Although cervical cancer screening has been available for more than 20 years, about 12,800 new cases were diagnosed and 4,500 related deaths occurred in the United States in the year 2000. Screening can reduce mortality rates by 46 percent, but advanced cases still occur because of false-negative screening test results. New screening techniques that involve liquid-based cytology (LBC) and testing for human papillomavirus (HPV) offer more sensitive screening that may allow for a longer interval between tests. Maxwell and colleagues analyzed the costs and outcomes of new screening methods for cervical cancer to determine the optimal type and interval of screening tests for use in large populations of healthy women.

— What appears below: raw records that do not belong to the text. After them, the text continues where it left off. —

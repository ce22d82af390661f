//! # Blockstore Search Pipeline
//!
//! Moves decoded blockchain records into a search index and reads them back.
//!
//! ## Architecture
//!
//! Records flow through four stages per source type:
//!
//! 1. **Mapper**: Turns a record into a flat document with a stable key
//! 2. **Buffer**: Accumulates index actions until the batch size is reached
//! 3. **Writer**: Submits a batch, retrying transient failures
//! 4. **Indexer**: Ties the three together and tracks progress
//!
//! The [`IndexerSet`] routes each record to the indexer for its type and the
//! [`QueryFacade`] serves search, suggest and count for one index.

pub mod buffer;
pub mod errors;
pub mod indexer;
pub mod mapper;
pub mod orchestrator;
pub mod query;
pub mod writer;

pub use buffer::BatchingBuffer;
pub use errors::{MappingError, PipelineError, QueryError, WriteError};
pub use indexer::{FailedBatch, Indexer, IndexerConfig, MapFn};
pub use mapper::{map_record, SearchableRecord};
pub use orchestrator::{IndexerSet, IndexerStats};
pub use query::{QueryConfig, QueryFacade};
pub use writer::{Backoff, RetryPolicy, RetryingBulkWriter};
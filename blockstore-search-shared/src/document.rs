//! Search documents.
//!
//! A [`Document`] is the flat key/value shape submitted to the search index.
//! It is produced once by the mapper and never mutated afterwards: re-indexing
//! the same record produces a fresh document that replaces the old one.

use std::collections::BTreeMap;

use chrono::{DateTime, SecondsFormat, Utc};
use serde::{Deserialize, Serialize};
use serde_json::{Map, Value};

/// A single field value inside a document.
///
/// Large on-chain quantities (wei amounts, difficulty) do not fit the numeric
/// variants and are carried as [`FieldValue::Text`].
#[derive(Debug, Clone, PartialEq, Serialize, Deserialize)]
#[serde(untagged)]
pub enum FieldValue {
    Bool(bool),
    Integer(i64),
    Unsigned(u64),
    Float(f64),
    Text(String),
    Object(BTreeMap<String, FieldValue>),
}

impl FieldValue {
    /// Render the value as JSON.
    pub fn to_json(&self) -> Value {
        match self {
            FieldValue::Bool(b) => Value::Bool(*b),
            FieldValue::Integer(i) => Value::from(*i),
            FieldValue::Unsigned(u) => Value::from(*u),
            FieldValue::Float(f) => serde_json::Number::from_f64(*f)
                .map(Value::Number)
                .unwrap_or(Value::Null),
            FieldValue::Text(s) => Value::String(s.clone()),
            FieldValue::Object(fields) => Value::Object(
                fields
                    .iter()
                    .map(|(name, value)| (name.clone(), value.to_json()))
                    .collect(),
            ),
        }
    }

    /// Text view of the value, if it is text.
    pub fn as_str(&self) -> Option<&str> {
        match self {
            FieldValue::Text(s) => Some(s),
            _ => None,
        }
    }
}

impl From<&str> for FieldValue {
    fn from(value: &str) -> Self {
        FieldValue::Text(value.to_string())
    }
}

impl From<String> for FieldValue {
    fn from(value: String) -> Self {
        FieldValue::Text(value)
    }
}

impl From<bool> for FieldValue {
    fn from(value: bool) -> Self {
        FieldValue::Bool(value)
    }
}

impl From<i64> for FieldValue {
    fn from(value: i64) -> Self {
        FieldValue::Integer(value)
    }
}

impl From<u64> for FieldValue {
    fn from(value: u64) -> Self {
        FieldValue::Unsigned(value)
    }
}

impl From<u32> for FieldValue {
    fn from(value: u32) -> Self {
        FieldValue::Unsigned(u64::from(value))
    }
}

impl From<f64> for FieldValue {
    fn from(value: f64) -> Self {
        FieldValue::Float(value)
    }
}

impl From<DateTime<Utc>> for FieldValue {
    fn from(value: DateTime<Utc>) -> Self {
        FieldValue::Text(value.to_rfc3339_opts(SecondsFormat::Secs, true))
    }
}

/// A flat key/value document ready for indexing.
///
/// The document key is also stored under the descriptor's key field so the
/// index body is self-describing.
#[derive(Debug, Clone, PartialEq)]
pub struct Document {
    key: String,
    fields: BTreeMap<String, FieldValue>,
}

impl Document {
    /// Create a document, writing `key` under `key_field`.
    pub fn new(
        key_field: &str,
        key: impl Into<String>,
        mut fields: BTreeMap<String, FieldValue>,
    ) -> Self {
        let key = key.into();
        fields.insert(key_field.to_string(), FieldValue::Text(key.clone()));
        Self { key, fields }
    }

    /// The stable document key.
    pub fn key(&self) -> &str {
        &self.key
    }

    /// Look up a field by name.
    pub fn get(&self, name: &str) -> Option<&FieldValue> {
        self.fields.get(name)
    }

    /// All fields, including the key field.
    pub fn fields(&self) -> &BTreeMap<String, FieldValue> {
        &self.fields
    }

    /// Number of fields, including the key field.
    pub fn len(&self) -> usize {
        self.fields.len()
    }

    pub fn is_empty(&self) -> bool {
        self.fields.is_empty()
    }

    /// Render the document body as a JSON object.
    pub fn to_json(&self) -> Value {
        let body: Map<String, Value> = self
            .fields
            .iter()
            .map(|(name, value)| (name.clone(), value.to_json()))
            .collect();
        Value::Object(body)
    }
}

They developed a Markov model, based on the natural history of HPV infection and the etiology of cervical cancer, and applied the model to a theoretic cohort of 100,000 healthy women beginning at 18 years of age and lasting until 85 years. In this cohort, the model was used to predict the cervical cancer mortality and costs associated with three methods of screening (i.e., conventional Papanicolaou [Pap] screening, LBC screening alone, and LBC plus HPV). For each technique, they estimated the implications of screening every year and compared this with screening at two- and three-year intervals.

With no available screening, an estimated 1,001 deaths attributable to cervical cancer would occur in the cohort population. Even the simplest option, conventional Pap screening every three years, reduced this rate to 189 deaths. Pap screening at two- and one-year intervals was estimated to result in 116 and 40 deaths, respectively (see the accompanying table).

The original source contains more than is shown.